[[ EXTRACTED INFORMATION, beginning ]]

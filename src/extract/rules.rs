//! Pattern rule tables for threshold, supplier, and category detection.
//!
//! Each detector is an ordered list of patterns where the first match wins.
//! The tables are data, not control flow, so each rule can be unit-tested
//! and the priority order is explicit.

use once_cell::sync::Lazy;
use regex::Regex;
use std::ops::Range;

// ── Threshold ─────────────────────────────────────────────────────────────────

/// Ordered threshold patterns; capture group 1 is the number.
static THRESHOLD_PATTERNS: Lazy<Vec<Regex>> = Lazy::new(|| {
    [
        r"(?i)\b(?:under|below|less than|fewer than)\s+(\d+)\b",
        r"(?i)\b(\d+)\s+or\s+(?:less|fewer)\b",
        r"(?i)\b(\d+)\s+(?:units|items)\b",
    ]
    .iter()
    .map(|p| Regex::new(p).expect("threshold pattern must compile"))
    .collect()
});

/// Detect a numeric quantity threshold ("under 30", "30 units or fewer").
/// Must be a positive integer; the first matching pattern wins.
pub fn detect_threshold(text: &str) -> Option<u64> {
    for pattern in THRESHOLD_PATTERNS.iter() {
        if let Some(caps) = pattern.captures(text) {
            if let Ok(n) = caps[1].parse::<u64>() {
                if n > 0 {
                    return Some(n);
                }
            }
        }
    }
    None
}

// ── Supplier ──────────────────────────────────────────────────────────────────

/// A capitalized phrase ending in a legal-entity suffix.
static SUPPLIER_RE: Lazy<Regex> = Lazy::new(|| {
    Regex::new(
        r"\b([A-Z][A-Za-z&'-]*(?:\s+[A-Z][A-Za-z&'-]*)*\s+(?:Co\.|Corp\.|Inc\.|Ltd\.?|LLC|Company))",
    )
    .expect("supplier pattern must compile")
});

/// Detect a supplier name ("Fresh Dairy Co.", "Acme Corp."). Returns the
/// matched name and its byte span, so category detection can exclude hits
/// that are really part of the supplier name.
pub fn detect_supplier(text: &str) -> Option<(String, Range<usize>)> {
    SUPPLIER_RE
        .captures(text)
        .and_then(|caps| caps.get(1))
        .map(|m| (m.as_str().to_string(), m.range()))
}

// ── Category ──────────────────────────────────────────────────────────────────

/// Fixed product-category vocabulary. Matches are exact substrings,
/// case-insensitive.
pub const CATEGORY_VOCAB: &[&str] = &[
    "dairy",
    "meat",
    "fruits",
    "vegetables",
    "beverages",
    "bakery",
];

/// Detect a product category mention, skipping occurrences that lie inside
/// the supplier span ("Dairy Co" must not set category = Dairy).
pub fn detect_category(text: &str, supplier_span: Option<&Range<usize>>) -> Option<String> {
    let lowered = text.to_lowercase();
    for vocab in CATEGORY_VOCAB {
        for (pos, _) in lowered.match_indices(vocab) {
            let span = pos..pos + vocab.len();
            let inside_supplier = supplier_span
                .is_some_and(|s| span.start >= s.start && span.end <= s.end);
            if !inside_supplier {
                return Some(capitalize(vocab));
            }
        }
    }
    None
}

fn capitalize(word: &str) -> String {
    let mut chars = word.chars();
    match chars.next() {
        Some(first) => first.to_uppercase().collect::<String>() + chars.as_str(),
        None => String::new(),
    }
}

#[cfg(test)]
mod tests {
    use super::*;

    #[test]
    fn threshold_keyword_forms() {
        assert_eq!(detect_threshold("products under 30 units"), Some(30));
        assert_eq!(detect_threshold("fewer than 12 left"), Some(12));
        assert_eq!(detect_threshold("stock of 5 or less"), Some(5));
        assert_eq!(detect_threshold("15 items in the warehouse"), Some(15));
        assert_eq!(detect_threshold("plenty of stock"), None);
    }

    #[test]
    fn threshold_rejects_zero() {
        assert_eq!(detect_threshold("under 0 units"), None);
    }

    #[test]
    fn supplier_legal_suffixes() {
        let (name, _) = detect_supplier("invoices from Fresh Dairy Co. today").unwrap();
        assert_eq!(name, "Fresh Dairy Co.");

        let (name, _) = detect_supplier("Northwind Traders Ltd shipment").unwrap();
        assert_eq!(name, "Northwind Traders Ltd");

        assert!(detect_supplier("no supplier mentioned here").is_none());
    }

    #[test]
    fn category_from_vocabulary() {
        assert_eq!(detect_category("show me dairy products", None), Some("Dairy".into()));
        assert_eq!(detect_category("compare beverages sales", None), Some("Beverages".into()));
        assert_eq!(detect_category("show me everything", None), None);
    }

    #[test]
    fn category_excluded_inside_supplier_name() {
        let text = "products from Fresh Dairy Co.";
        let (_, span) = detect_supplier(text).unwrap();
        assert_eq!(detect_category(text, Some(&span)), None);

        // A second, independent mention still counts.
        let text = "dairy products from Fresh Dairy Co.";
        let (_, span) = detect_supplier(text).unwrap();
        assert_eq!(detect_category(text, Some(&span)), Some("Dairy".into()));
    }
}
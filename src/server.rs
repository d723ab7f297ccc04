//! HTTP server surface for the pipeline.
//!
//! Provides [`serve`]: wires the backends, cache, and resolver into a
//! [`ChatPipeline`] and exposes it over axum. Routes:
//!
//! - `POST /ask`       — run one question through the pipeline
//! - `GET  /healthz`   — liveness probe
//! - `GET  /cache/stats` — cache hit/miss counters

use std::sync::{Arc, Mutex};
use std::time::Duration;

use anyhow::Result;
use axum::extract::State;
use axum::routing::{get, post};
use axum::{Json, Router};
use serde::Deserialize;
use uuid::Uuid;

use crate::backend;
use crate::cache::{CacheStats, QueryCache};
use crate::config::{ConfigHandle, StocktalkConfig};
use crate::intent::IntentResolver;
use crate::pipeline::{ChatPipeline, Reply};
use crate::types::ChatMessage;

/// Shared setup: backends, cache, resolver, pipeline. Returns the pipeline
/// wrapped in Arc for sharing between handlers (and the CLI, which drives
/// the same pipeline without the HTTP layer).
pub fn build_pipeline(config: StocktalkConfig) -> Result<Arc<ChatPipeline>> {
    let backend = backend::create_backends(&config.backend)?;
    tracing::info!(base_url = %config.backend.base_url, "backend client ready");

    let cache = Arc::new(Mutex::new(QueryCache::new(
        config.cache.capacity,
        Duration::from_secs(config.cache.search_ttl_secs),
    )));

    let handle = ConfigHandle::new(config);
    let resolver = IntentResolver::new(
        backend.clone(),
        backend.clone(),
        cache.clone(),
        handle.clone(),
    );

    Ok(Arc::new(ChatPipeline::new(
        backend.clone(),
        backend,
        resolver,
        cache,
        handle,
    )))
}

#[derive(Debug, Deserialize)]
#[serde(rename_all = "camelCase")]
struct AskRequest {
    message: String,
    #[serde(default)]
    history: Vec<ChatMessage>,
    #[serde(default)]
    session_id: Option<String>,
}

async fn ask(
    State(pipeline): State<Arc<ChatPipeline>>,
    Json(request): Json<AskRequest>,
) -> Json<Reply> {
    let session_id = request
        .session_id
        .unwrap_or_else(|| Uuid::new_v4().to_string());
    let reply = pipeline
        .answer(&request.message, &request.history, &session_id)
        .await;
    Json(reply)
}

async fn healthz() -> &'static str {
    "ok"
}

async fn cache_stats(State(pipeline): State<Arc<ChatPipeline>>) -> Json<CacheStats> {
    Json(pipeline.cache_stats())
}

/// Start the HTTP server and block until ctrl-c.
pub async fn serve(config: StocktalkConfig) -> Result<()> {
    let host = config.server.host.clone();
    let port = config.server.port;
    let bind_addr = format!("{host}:{port}");

    tracing::info!(addr = %bind_addr, "starting stocktalk server");

    let pipeline = build_pipeline(config)?;

    let router = Router::new()
        .route("/ask", post(ask))
        .route("/healthz", get(healthz))
        .route("/cache/stats", get(cache_stats))
        .with_state(pipeline);

    let listener = tokio::net::TcpListener::bind(&bind_addr).await?;
    tracing::info!(addr = %bind_addr, "listening at http://{bind_addr}/ask");

    axum::serve(listener, router)
        .with_graceful_shutdown(async {
            tokio::signal::ctrl_c()
                .await
                .expect("failed to listen for ctrl-c");
            tracing::info!("shutting down server");
        })
        .await?;

    Ok(())
}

[[ EXTRACTED INFORMATION, end ]]

### DIRECTIONS FOR THIS TASK
Your response should be the count of lines in the material above that contain "Regex", with nothing added.

### TASK RESPONSE
5